Exercise details: Among the entries below, find every line that contains the string "over", then copy it.

Task inputs:
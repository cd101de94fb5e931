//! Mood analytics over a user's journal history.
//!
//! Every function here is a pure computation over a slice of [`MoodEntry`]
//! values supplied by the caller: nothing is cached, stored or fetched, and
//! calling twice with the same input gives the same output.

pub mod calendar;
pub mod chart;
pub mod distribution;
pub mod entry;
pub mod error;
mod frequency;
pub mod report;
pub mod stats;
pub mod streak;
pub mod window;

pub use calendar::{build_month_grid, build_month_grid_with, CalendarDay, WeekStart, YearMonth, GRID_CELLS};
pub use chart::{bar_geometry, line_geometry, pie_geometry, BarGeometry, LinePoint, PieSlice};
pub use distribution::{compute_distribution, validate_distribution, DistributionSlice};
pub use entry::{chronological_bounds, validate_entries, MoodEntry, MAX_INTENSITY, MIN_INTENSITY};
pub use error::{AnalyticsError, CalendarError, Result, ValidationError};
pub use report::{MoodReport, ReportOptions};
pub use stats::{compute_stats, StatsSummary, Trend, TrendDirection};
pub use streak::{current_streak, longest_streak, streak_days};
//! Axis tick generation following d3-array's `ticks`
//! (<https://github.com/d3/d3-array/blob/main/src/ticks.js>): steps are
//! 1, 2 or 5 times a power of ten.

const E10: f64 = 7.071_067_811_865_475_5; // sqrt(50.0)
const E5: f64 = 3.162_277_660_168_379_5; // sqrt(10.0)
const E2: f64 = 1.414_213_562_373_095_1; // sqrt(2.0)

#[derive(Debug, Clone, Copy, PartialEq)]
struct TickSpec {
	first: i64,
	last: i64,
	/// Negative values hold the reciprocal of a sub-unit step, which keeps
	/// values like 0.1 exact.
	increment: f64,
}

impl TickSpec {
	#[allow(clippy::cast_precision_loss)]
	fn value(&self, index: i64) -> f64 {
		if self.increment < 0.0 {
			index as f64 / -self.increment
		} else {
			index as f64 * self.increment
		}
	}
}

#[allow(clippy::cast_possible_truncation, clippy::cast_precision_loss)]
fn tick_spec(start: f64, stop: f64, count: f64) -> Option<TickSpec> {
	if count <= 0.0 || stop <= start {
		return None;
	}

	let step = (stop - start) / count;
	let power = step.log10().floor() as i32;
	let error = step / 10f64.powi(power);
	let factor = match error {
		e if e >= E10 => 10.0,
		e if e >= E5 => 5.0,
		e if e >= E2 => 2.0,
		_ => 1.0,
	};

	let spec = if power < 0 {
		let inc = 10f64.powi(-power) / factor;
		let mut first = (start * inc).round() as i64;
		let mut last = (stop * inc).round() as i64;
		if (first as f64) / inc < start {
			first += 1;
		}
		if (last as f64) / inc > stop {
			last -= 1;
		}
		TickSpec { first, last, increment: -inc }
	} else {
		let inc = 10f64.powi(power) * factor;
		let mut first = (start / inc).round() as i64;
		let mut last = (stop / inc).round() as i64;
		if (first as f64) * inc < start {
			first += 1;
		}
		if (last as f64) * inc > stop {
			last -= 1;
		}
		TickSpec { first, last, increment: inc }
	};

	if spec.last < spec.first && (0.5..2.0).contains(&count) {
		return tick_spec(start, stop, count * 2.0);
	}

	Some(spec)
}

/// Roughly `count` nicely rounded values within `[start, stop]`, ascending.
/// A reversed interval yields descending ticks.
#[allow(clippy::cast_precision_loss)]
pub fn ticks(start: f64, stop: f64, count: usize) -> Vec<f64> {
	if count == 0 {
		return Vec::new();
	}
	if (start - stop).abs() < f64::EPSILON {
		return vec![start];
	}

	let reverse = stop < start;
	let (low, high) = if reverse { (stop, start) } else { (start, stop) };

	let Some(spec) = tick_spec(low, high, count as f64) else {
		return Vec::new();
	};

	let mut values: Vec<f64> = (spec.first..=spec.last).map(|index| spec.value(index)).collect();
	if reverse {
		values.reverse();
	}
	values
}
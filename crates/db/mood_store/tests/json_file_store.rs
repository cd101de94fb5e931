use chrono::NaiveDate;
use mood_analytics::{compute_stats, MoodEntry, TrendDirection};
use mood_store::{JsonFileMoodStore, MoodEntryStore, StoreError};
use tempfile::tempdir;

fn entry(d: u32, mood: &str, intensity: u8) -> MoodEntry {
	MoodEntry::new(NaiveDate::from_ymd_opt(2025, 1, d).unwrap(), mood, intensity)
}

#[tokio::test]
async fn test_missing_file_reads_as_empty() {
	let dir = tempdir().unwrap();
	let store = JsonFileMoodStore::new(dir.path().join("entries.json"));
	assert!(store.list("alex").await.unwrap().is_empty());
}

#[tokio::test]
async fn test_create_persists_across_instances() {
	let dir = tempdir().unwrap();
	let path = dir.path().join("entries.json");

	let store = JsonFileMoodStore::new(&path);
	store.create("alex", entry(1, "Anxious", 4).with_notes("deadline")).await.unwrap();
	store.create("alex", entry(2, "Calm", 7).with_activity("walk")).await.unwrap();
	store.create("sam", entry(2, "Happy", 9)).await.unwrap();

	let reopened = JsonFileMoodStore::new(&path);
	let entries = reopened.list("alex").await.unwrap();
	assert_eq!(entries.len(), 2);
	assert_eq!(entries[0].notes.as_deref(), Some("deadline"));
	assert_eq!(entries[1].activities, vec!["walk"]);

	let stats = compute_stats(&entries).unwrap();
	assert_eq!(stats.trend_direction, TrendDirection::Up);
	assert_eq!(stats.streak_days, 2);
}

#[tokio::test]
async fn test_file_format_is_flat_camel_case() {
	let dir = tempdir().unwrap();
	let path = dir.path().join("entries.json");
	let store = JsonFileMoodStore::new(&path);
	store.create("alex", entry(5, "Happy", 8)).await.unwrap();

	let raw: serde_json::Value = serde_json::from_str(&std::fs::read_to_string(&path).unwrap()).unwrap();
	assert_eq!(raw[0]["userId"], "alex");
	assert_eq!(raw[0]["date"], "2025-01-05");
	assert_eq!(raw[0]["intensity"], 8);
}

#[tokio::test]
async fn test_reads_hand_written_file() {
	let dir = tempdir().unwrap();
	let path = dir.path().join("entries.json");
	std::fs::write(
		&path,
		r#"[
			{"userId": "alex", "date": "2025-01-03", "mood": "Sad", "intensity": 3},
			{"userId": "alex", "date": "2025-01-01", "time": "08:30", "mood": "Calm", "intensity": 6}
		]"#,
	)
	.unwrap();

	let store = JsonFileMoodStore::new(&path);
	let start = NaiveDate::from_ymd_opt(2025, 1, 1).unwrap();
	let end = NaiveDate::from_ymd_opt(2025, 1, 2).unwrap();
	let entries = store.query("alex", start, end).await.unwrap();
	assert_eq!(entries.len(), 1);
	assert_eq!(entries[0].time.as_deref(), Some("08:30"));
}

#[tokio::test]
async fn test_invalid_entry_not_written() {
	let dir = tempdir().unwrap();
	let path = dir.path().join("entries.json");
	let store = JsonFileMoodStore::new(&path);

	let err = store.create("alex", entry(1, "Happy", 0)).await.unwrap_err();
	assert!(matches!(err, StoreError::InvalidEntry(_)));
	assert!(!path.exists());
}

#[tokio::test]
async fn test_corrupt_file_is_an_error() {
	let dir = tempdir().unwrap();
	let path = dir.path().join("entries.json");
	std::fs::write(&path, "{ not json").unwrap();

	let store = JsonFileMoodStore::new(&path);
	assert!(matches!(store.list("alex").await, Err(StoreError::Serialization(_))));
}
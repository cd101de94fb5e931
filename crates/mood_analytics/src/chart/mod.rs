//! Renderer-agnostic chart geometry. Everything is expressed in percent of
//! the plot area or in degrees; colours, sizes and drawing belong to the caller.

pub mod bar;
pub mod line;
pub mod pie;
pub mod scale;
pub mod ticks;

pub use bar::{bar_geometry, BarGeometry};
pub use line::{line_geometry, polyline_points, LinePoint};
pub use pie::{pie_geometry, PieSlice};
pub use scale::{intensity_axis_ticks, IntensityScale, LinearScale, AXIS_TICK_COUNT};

Response area:
//! Mood analytics over a user's journal history.
//! Every function here is a pure computation over a slice of [`MoodEntry`]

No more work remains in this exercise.